→ Brief
Every record here needs to be duplicated exactly.

→ Material supplied
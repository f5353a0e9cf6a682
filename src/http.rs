//! HTTP transport over `reqwest`, with server-sent-event streaming.

use crate::backend::{RawStream, Transport};
use crate::{Error, Result};
use async_trait::async_trait;
use eventsource_stream::Eventsource;
use futures::StreamExt;
use serde_json::Value;
use std::time::Duration;

/// Default request timeout, in seconds.
pub const DEFAULT_TIMEOUT_SECS: u64 = 60;

/// POSTs JSON payloads, authenticating with a bearer token when one is set.
#[derive(Debug, Clone)]
pub struct HttpTransport {
    client: reqwest::Client,
    api_key: Option<String>,
}

impl HttpTransport {
    pub fn new(api_key: Option<String>) -> Result<Self> {
        Self::with_timeout(api_key, Duration::from_secs(DEFAULT_TIMEOUT_SECS))
    }

    /// The timeout applies to the entire request, including reading a streamed body.
    pub fn with_timeout(api_key: Option<String>, timeout: Duration) -> Result<Self> {
        let client = reqwest::Client::builder()
            .timeout(timeout)
            .build()
            .map_err(Error::Http)?;
        Ok(Self { client, api_key })
    }

    /// Wraps an existing client.
    pub fn from_client(client: reqwest::Client, api_key: Option<String>) -> Self {
        Self { client, api_key }
    }

    async fn post(&self, endpoint: &str, payload: &Value) -> Result<reqwest::Response> {
        let mut request = self.client.post(endpoint).json(payload);
        if let Some(key) = &self.api_key {
            request = request.bearer_auth(key);
        }

        let response = request.send().await.map_err(|e| {
            if e.is_timeout() {
                Error::timeout()
            } else {
                Error::Http(e)
            }
        })?;

        // Authentication failures, rate limits and unknown models surface here
        let status = response.status();
        if !status.is_success() {
            let body = response.text().await.unwrap_or_else(|e| {
                log::warn!("failed to read error response body: {}", e);
                "Unknown error (failed to read response body)".to_string()
            });
            return Err(Error::api(format!("API error {}: {}", status, body)));
        }
        Ok(response)
    }
}

#[async_trait]
impl Transport for HttpTransport {
    async fn send(&self, endpoint: &str, payload: &Value) -> Result<Value> {
        let response = self.post(endpoint, payload).await?;
        Ok(response.json::<Value>().await?)
    }

    async fn send_streaming(&self, endpoint: &str, payload: &Value) -> Result<RawStream> {
        let response = self.post(endpoint, payload).await?;

        let events = response.bytes_stream().eventsource().filter_map(|event| {
            let item = match event {
                Ok(event) if event.data.trim() == "[DONE]" => None,
                Ok(event) if event.data.trim().is_empty() => None,
                Ok(event) => Some(
                    serde_json::from_str::<Value>(&event.data)
                        .map_err(|e| Error::stream(format!("Failed to parse chunk: {}", e))),
                ),
                Err(e) => Some(Err(Error::stream(e.to_string()))),
            };
            futures::future::ready(item)
        });

        Ok(Box::pin(events))
    }
}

→ Written answer
repository f5353a0e9cf6a682
filename src/http.rs
//! HTTP transport over `reqwest`, with server-sent-event streaming.

use crate::backend::{RawStream, Transport};
use crate::{Error, Result};
use async_trait::async_trait;
use eventsource_stream::Eventsource;
use futures::StreamExt;
use serde_json::Value;
use std::time::Duration;

/// Default request timeout, in seconds.
pub const DEFAULT_TIMEOUT_SECS: u64 = 60;

/// POSTs JSON payloads, authenticating with a bearer token when one is set.
#[derive(Debug, Clone)]
pub struct HttpTransport {
    client: reqwest::Client,
    api_key: Option<String>,
}

impl HttpTransport {
    pub fn new(api_key: Option<String>) -> Result<Self> {
        Self::with_timeout(api_key, Duration::from_secs(DEFAULT_TIMEOUT_SECS))
    }

    /// The timeout applies to the entire request, including reading a streamed body.
    pub fn with_timeout(api_key: Option<String>, timeout: Duration) -> Result<Self> {
        let client = reqwest::Client::builder()
            .timeout(timeout)
            .build()
            .map_err(Error::Http)?;
        Ok(Self { client, api_key })
    }

    /// Wraps an existing client.
    pub fn from_client(client: reqwest::Client, api_key: Option<String>) -> Self {
        Self { client, api_key }
    }

    async fn post(&self, endpoint: &str, payload: &Value) -> Result<reqwest::Response> {
        let mut request = self.client.post(endpoint).json(payload);
        if let Some(key) = &self.api_key {
            request = request.bearer_auth(key);
        }

        let response = request.send().await.map_err(|e| {
            if e.is_timeout() {
                Error::timeout()
            } else {
                Error::Http(e)
            }
        })?;

        // Authentication failures, rate limits and unknown models surface here
        let status = response.status();
        if !status.is_success() {
            let body = response.text().await.unwrap_or_else(|e| {
                log::warn!("failed to read error response body: {}", e);
                "Unknown error (failed to read response body)".to_string()
            });
            return Err(Error::api(format!("API error {}: {}", status, body)));
        }
        Ok(response)
    }
}

#[async_trait]
impl Transport for HttpTransport {
    async fn send(&self, endpoint: &str, payload: &Value) -> Result<Value> {
        let response = self.post(endpoint, payload).await?;
        Ok(response.json::<Value>().await?)
    }

    async fn send_streaming(&self, endpoint: &str, payload: &Value) -> Result<RawStream> {
        let response = self.post(endpoint, payload).await?;

        let events = response.bytes_stream().eventsource().filter_map(|event| {
            let item = match event {
                Ok(event) if event.data.trim() == "[DONE]" => None,
                Ok(event) if event.data.trim().is_empty() => None,
                Ok(event) => Some(
                    serde_json::from_str::<Value>(&event.data)
                        .map_err(|e| Error::stream(format!("Failed to parse chunk: {}", e))),
                ),
                Err(e) => Some(Err(Error::stream(e.to_string()))),
            };
            futures::future::ready(item)
        });

        Ok(Box::pin(events))
    }
}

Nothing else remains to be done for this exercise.